The most significant change is the addition of hosted S/MIME encryption. This will allow enterprise customers to get the benefits of secure email without having to deal with all of the challenges themselves.
“With Google’s new hosted S/MIME solution, once an incoming encrypted email with S/MIME is received, it is stored using Google’s encryption. This means that all normal processing of the email can happen, including extensive protections for spam/phishing/malware, admin services (such as vault retention, auditing and email routing rules), and high value end user features such as mail categorization, advanced search and Smart Reply. For the vast majority of emails, this is the safest solution – giving the benefit of strong authentication and encryption in transit – without losing the safety and features of Google’s processing,” Nicolas Kardas and Nicolas Lidzborski of Google said in a post on the new feature.
“Using hosted S/MIME provides an added layer of security compared to using SMTP over TLS to send emails. TLS only guarantees to the sender’s service that the first hop transmission is encrypted and to the recipient that the last hop was encrypted. But in practice, emails often take many hops (through forwarders, mailing lists, relays, appliances, etc). With hosted S/MIME, the message itself is encrypted. This facilitates secure transit all the way down to the recipient’s mailbox.”
Google also is adding Security Key enforcement to G Suite accounts. That means administrators now have the ability to only allow the use of Security Keys as the second factor of authentication.
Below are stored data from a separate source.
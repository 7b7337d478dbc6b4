//! Ingestion des parcelles et lecture des résumés

use std::collections::BTreeMap;

use axum::extract::rejection::{JsonRejection, QueryRejection};
use axum::extract::{Path, Query, State};
use axum::Json;
use geojson::GeoJson;
use landcover::{parse_features, round2, Units};
use serde::Deserialize;
use tracing::debug;

use super::{ApiError, AppState};
use crate::ingest::{ingest_parcels, SummaryPlan};
use crate::store::queries;

/// `POST /parcels`: ingère un Feature ou une FeatureCollection
pub async fn create_parcels(
    State(state): State<AppState>,
    body: Result<Json<GeoJson>, JsonRejection>,
) -> Result<Json<Vec<String>>, ApiError> {
    let Json(geojson) = body.map_err(|e| ApiError::unprocessable(e.body_text()))?;

    let features = parse_features(geojson)?;
    debug!(features = features.len(), "Parcel batch received");

    let plan = SummaryPlan {
        years: state.settings.years,
        concurrency: state.settings.stats_concurrency(),
    };
    let report = ingest_parcels(
        &state.pool,
        &state.settings.schema,
        state.statistics.as_ref(),
        plan,
        features,
    )
    .await?;

    Ok(Json(report.parcel_ids))
}

#[derive(Debug, Deserialize)]
pub struct SummaryQuery {
    pub year: Option<i32>,
    pub units: Option<Units>,
}

/// `GET /parcels/:id/landcover_summary`: surfaces par classe
///
/// Année par défaut: la plus récente de la collection. Unité par défaut: acres.
pub async fn landcover_summary(
    State(state): State<AppState>,
    Path(parcel_id): Path<String>,
    query: Result<Query<SummaryQuery>, QueryRejection>,
) -> Result<Json<BTreeMap<String, f64>>, ApiError> {
    let Query(query) = query.map_err(|e| ApiError::bad_request(e.body_text()))?;
    let year = query.year.unwrap_or_else(|| state.settings.years.latest());
    let units = query.units.unwrap_or_default();

    let rows =
        queries::landcover_summary(&state.pool, &state.settings.schema, &parcel_id, year).await?;

    Ok(Json(
        rows.into_iter()
            .map(|(description, area_sq_m)| (description, round2(units.from_sq_m(area_sq_m))))
            .collect(),
    ))
}
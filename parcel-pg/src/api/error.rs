//! Erreurs HTTP et correspondance avec les erreurs internes

use axum::http::StatusCode;
use axum::response::{IntoResponse, Response};
use axum::Json;
use landcover::LandcoverError;
use serde_json::json;
use tracing::error;

use crate::ingest::IngestError;
use crate::store::StoreError;

/// Erreur renvoyée au client sous la forme `{"detail": "..."}`
#[derive(Debug, Clone, PartialEq, Eq)]
pub struct ApiError {
    pub status: StatusCode,
    pub detail: String,
}

impl ApiError {
    pub fn new(status: StatusCode, detail: impl Into<String>) -> Self {
        Self {
            status,
            detail: detail.into(),
        }
    }

    pub fn bad_request(detail: impl Into<String>) -> Self {
        Self::new(StatusCode::BAD_REQUEST, detail)
    }

    pub fn unprocessable(detail: impl Into<String>) -> Self {
        Self::new(StatusCode::UNPROCESSABLE_ENTITY, detail)
    }

    pub fn internal() -> Self {
        Self::new(StatusCode::INTERNAL_SERVER_ERROR, "Internal server error")
    }
}

impl std::fmt::Display for ApiError {
    fn fmt(&self, f: &mut std::fmt::Formatter<'_>) -> std::fmt::Result {
        write!(f, "{}: {}", self.status, self.detail)
    }
}

impl IntoResponse for ApiError {
    fn into_response(self) -> Response {
        (self.status, Json(json!({ "detail": self.detail }))).into_response()
    }
}

impl From<StoreError> for ApiError {
    fn from(err: StoreError) -> Self {
        match err {
            StoreError::DuplicateGeometry => ApiError::bad_request(err.to_string()),
            StoreError::Integrity { detail } => ApiError::bad_request(format!(
                "Unexpected error occurred - detailed description here: {}",
                detail
            )),
            StoreError::Pool(e) => {
                error!("Connection pool error: {e}");
                ApiError::new(StatusCode::SERVICE_UNAVAILABLE, "Database unavailable")
            }
            StoreError::Postgres(e) => {
                error!("Database error: {e:?}");
                ApiError::internal()
            }
            StoreError::Geometry(reason) => ApiError::bad_request(format!("Invalid geometry: {}", reason)),
        }
    }
}

impl From<LandcoverError> for ApiError {
    fn from(err: LandcoverError) -> Self {
        if err.is_validation() {
            return ApiError::bad_request(err.to_string());
        }
        match &err {
            LandcoverError::Upstream { url, status, .. } => {
                error!("{err}");
                ApiError::new(
                    StatusCode::BAD_GATEWAY,
                    format!("Upstream request to {} failed with status {}", url, status),
                )
            }
            LandcoverError::Http(e) => {
                error!("Upstream transport error: {e}");
                let url = e.url().map(|u| u.to_string()).unwrap_or_default();
                ApiError::new(
                    StatusCode::BAD_GATEWAY,
                    format!("Upstream request to {} failed: {}", url, e),
                )
            }
            LandcoverError::InvalidResponse(_) => {
                error!("{err}");
                ApiError::new(StatusCode::BAD_GATEWAY, err.to_string())
            }
            _ => {
                error!("Unexpected land cover error: {err}");
                ApiError::internal()
            }
        }
    }
}

impl From<IngestError> for ApiError {
    fn from(err: IngestError) -> Self {
        match err {
            IngestError::Invalid(e) | IngestError::Summarize(e) => e.into(),
            IngestError::Store(e) => e.into(),
        }
    }
}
“2SV with only a Security Key offers the highest level of protection from phishing. Instead of entering a unique code as a second factor at sign-in, Security Keys send us cryptographic proof that users are on a legitimate Google site and that they have their Security Keys with them. Since most hijackers are remote, their efforts are thwarted because they cannot get physical possession of the Security Key,” Christiaan Brand and Guemmy Kim of Google said.
Google has had two-step verification for Gmail for more than five years, and rolled out Security Keys three years ago.